# MIMB Calender...



## Polaris425 (Dec 16, 2004)

SO... we've talked about this several times in the past... It has been brought to my attention once again. Since I will have a WHOLE year now to work on one, Let's get it started. If we can get it done fast enough to knock out some 2010 one's and ya'll want them I'll try for it. Otherwise we will be shooting for a 2011 Calender. 

So what do I need? Photo's. But not just any ole BS photos...

For it to look really good, they need to be Hi-Res/Hi-DPI photos. 

The last person I spoke with said for them to look decent they needed to be a minumim of 300dpi. If that means anything to you... Either way, if you are taking them with a digital camera, then just make sure you have your camera on the highest quality setting and everything should be fine.

You can submit photos to [email protected] PLEASE include some info. about your bike, your name & forum name & your home state (or province).

If you want to send in an action shot, send in an action shot. If you want to take some pics of it cleaned up w/ your lady posing on it, go ahead! Just make sure all photos are tasteful. (Masher this means you can _not_ pose Nude on the brute and send me photos).

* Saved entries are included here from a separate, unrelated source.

// ---------------------------------------------------------------------------
// Tests
// ---------------------------------------------------------------------------

#[cfg(test)]
mod tests {
    use super::*;
    use serde_json::json;

    #[test]
    fn test_send_email_config_accepts_scalar_text() {
        let cfg: SendEmailConfig = serde_json::from_value(json!({
            "to": "ops@example.com",
            "subject": 1042,
            "body": true,
            "cc": null,
        }))
        .unwrap();
        assert_eq!(cfg.subject, "1042");
        assert_eq!(cfg.body, "true");
        assert!(cfg.cc.is_none());

        let err = serde_json::from_value::<SendEmailConfig>(json!({
            "to": ["a@b.com"],
            "subject": "s",
            "body": "b",
        }))
        .unwrap_err();
        assert!(err.to_string().contains("expected text, found an array"));
    }

    #[test]
    fn test_http_headers_accept_scalar_values() {
        let cfg: HttpRequestConfig = serde_json::from_value(json!({
            "url": "https://example.com",
            "headers": {"X-Id": 77, "X-Retry": false, "Accept": "application/json"},
        }))
        .unwrap();
        let headers = cfg.headers.unwrap();
        assert_eq!(headers["X-Id"], "77");
        assert_eq!(headers["X-Retry"], "false");
        assert_eq!(headers["Accept"], "application/json");

        let err = serde_json::from_value::<HttpRequestConfig>(json!({
            "url": "https://example.com",
            "headers": {"X-Bad": {"nested": 1}},
        }))
        .unwrap_err();
        assert!(err.to_string().contains("header X-Bad"));
    }

    #[test]
    fn test_parse_definition_json() {
        let raw = json!({
            "id": "01938e90-0000-7000-8000-000000000001",
            "name": "lead-followup",
            "trigger": { "type": "webhook", "webhookId": "hook-42" },
            "steps": [
                { "id": "s1", "type": "http_request", "config": { "method": "GET", "url": "https://example.com/x" } },
                { "id": "s2", "type": "send_email", "config": { "to": "{{step_s1.data.email}}", "subject": "hi", "body": "ok" } }
            ]
        });
        let def: WorkflowDefinition = serde_json::from_value(raw).unwrap();
        assert_eq!(def.name, "lead-followup");
        assert_eq!(def.trigger.webhook_id(), Some("hook-42"));
        assert_eq!(def.steps.len(), 2);
        assert_eq!(def.steps[1].kind(), Ok(StepKind::SendEmail));
        assert!(def.step("s2").is_some());
    }

    #[test]
    fn test_trigger_tagging() {
        let schedule = Trigger::Schedule {
            cron: "*/5 * * * *".to_string(),
        };
        let json = serde_json::to_value(&schedule).unwrap();
        assert_eq!(json, json!({ "type": "schedule", "cron": "*/5 * * * *" }));

        let manual: Trigger = serde_json::from_value(json!({ "type": "manual" })).unwrap();
        assert_eq!(manual, Trigger::Manual);
        assert_eq!(manual.kind(), TriggerKind::Manual);
        assert!(manual.cron().is_none());
    }

    #[test]
    fn test_unknown_step_type_survives_deserialization() {
        let step: WorkflowStep =
            serde_json::from_value(json!({ "id": "x", "type": "launch_rocket" })).unwrap();
        assert_eq!(step.kind(), Err("launch_rocket".to_string()));
        assert!(step.config.is_object());
    }

    #[test]
    fn test_step_kind_strings() {
        for kind in StepKind::ALL {
            assert_eq!(kind.as_str().parse::<StepKind>(), Ok(kind));
            let json = serde_json::to_string(&kind).unwrap();
            assert_eq!(json, format!("\"{}\"", kind.as_str()));
        }
    }

    #[test]
    fn test_transform_operation_parse() {
        assert_eq!("reduce".parse(), Ok(TransformOperation::Reduce));
        assert_eq!(
            "explode".parse::<TransformOperation>(),
            Err("explode".to_string())
        );
    }

    #[test]
    fn test_http_config_defaults_to_get() {
        let cfg: HttpRequestConfig =
            serde_json::from_value(json!({ "url": "https://example.com" })).unwrap();
        assert_eq!(cfg.method, "GET");
        assert!(cfg.headers.is_none());
        assert!(cfg.body.is_none());
    }

    #[test]
    fn test_step_log_entry_lifecycle_and_shape() {
        let step = WorkflowStep {
            id: "s1".to_string(),
            step_type: "http_request".to_string(),
            config: json!({}),
        };
        let entry = StepLogEntry::start(&step);
        assert_eq!(entry.status, StepStatus::Running);
        assert!(entry.completed_at.is_none());

        let done = entry.clone().complete(json!({ "status": 200 }));
        assert_eq!(done.status, StepStatus::Completed);
        assert!(done.completed_at.is_some());

        let failed = entry.fail("boom");
        let json = serde_json::to_value(&failed).unwrap();
        assert_eq!(json["stepId"], "s1");
        assert_eq!(json["stepType"], "http_request");
        assert_eq!(json["status"], "failed");
        assert_eq!(json["error"], "boom");
        assert!(json.get("result").is_none());
    }

    #[test]
    fn test_execution_record_camel_case() {
        let record = ExecutionRecord {
            id: 7,
            workflow_id: Uuid::now_v7(),
            status: ExecutionStatus::Failed,
            started_at: Utc::now(),
            completed_at: Some(Utc::now()),
            error_message: Some("step s1 failed".to_string()),
            execution_log: vec![],
            trigger_data: json!({}),
        };
        let json = serde_json::to_value(&record).unwrap();
        for key in [
            "workflowId",
            "startedAt",
            "completedAt",
            "errorMessage",
            "executionLog",
            "triggerData",
        ] {
            assert!(json.get(key).is_some(), "missing {key}");
        }
        assert!(ExecutionStatus::Failed.is_terminal());
        assert!(!ExecutionStatus::Running.is_terminal());
    }

    #[test]
    fn test_create_request_binds_definition() {
        let req: CreateWorkflowRequest = serde_json::from_value(json!({
            "name": "nightly",
            "workflow": {
                "trigger": { "type": "schedule", "cron": "0 2 * * *" },
                "steps": [{ "id": "s1", "type": "http_request", "config": { "url": "https://x" } }]
            }
        }))
        .unwrap();
        assert!(req.description.is_none());

        let id = Uuid::now_v7();
        let def = req.workflow.into_definition(id, &req.name);
        assert_eq!(def.id, id);
        assert_eq!(def.name, "nightly");
        assert_eq!(def.trigger.cron(), Some("0 2 * * *"));
    }

    #[test]
    fn test_status_string_roundtrip() {
        for status in [
            WorkflowStatus::Draft,
            WorkflowStatus::Active,
            WorkflowStatus::Paused,
        ] {
            assert_eq!(status.as_str().parse::<WorkflowStatus>(), Ok(status));
        }
        assert!("archived".parse::<WorkflowStatus>().is_err());
        assert_eq!("failed".parse(), Ok(ExecutionStatus::Failed));
    }
}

Price of the calenders will be determined by how much they cost to print (each) and be mailed. I will not pre-print these they will be printed by order. So if you order 2 calenders, your total will be the cost of printing 2 calenders, plus the envelope & stamps to mail them. I will do a few test runs on myself to see about what it will cost to mail them. Printing cost should always be the same, and I would imagine that mailing will be as well, minus the need for more stamps on the envelope as more calenders are placed inside. (more weight = more stamps)

Something like this:

Cover











January











February











Action Shot










Now of course these are not neccisarily the photos that will be used I'm just trying to give you an idea of what it would look like. Would love to have some awesome action shots in there too.. And I plan to do some where it's more than just the 1 photo in the center, maybe a "showNshine" in the middle and then some action shots around it.. if someone sends in multiple photos like that...


----------



## phreebsd (Dec 16, 2004)

i need my lift!

ive got access to hella expensive cameras!


----------



## Polaris425 (Dec 16, 2004)

phreebsd said:


> i need my lift!
> 
> ive got access to hella expensive cameras!


definately need to get some made once your lift is on :rockn:


----------



## 05bforce750 (Jan 7, 2010)

I'd Sure like To Have One! Keep Us Updated When U Get Them Ready!


----------



## Brute650i (Dec 17, 2008)

flat rate usps envelopes are your friend. "If it fits, It ships"


----------



## Polaris425 (Dec 16, 2004)

Brute650i said:


> flat rate usps envelopes are your friend. "If it fits, It ships"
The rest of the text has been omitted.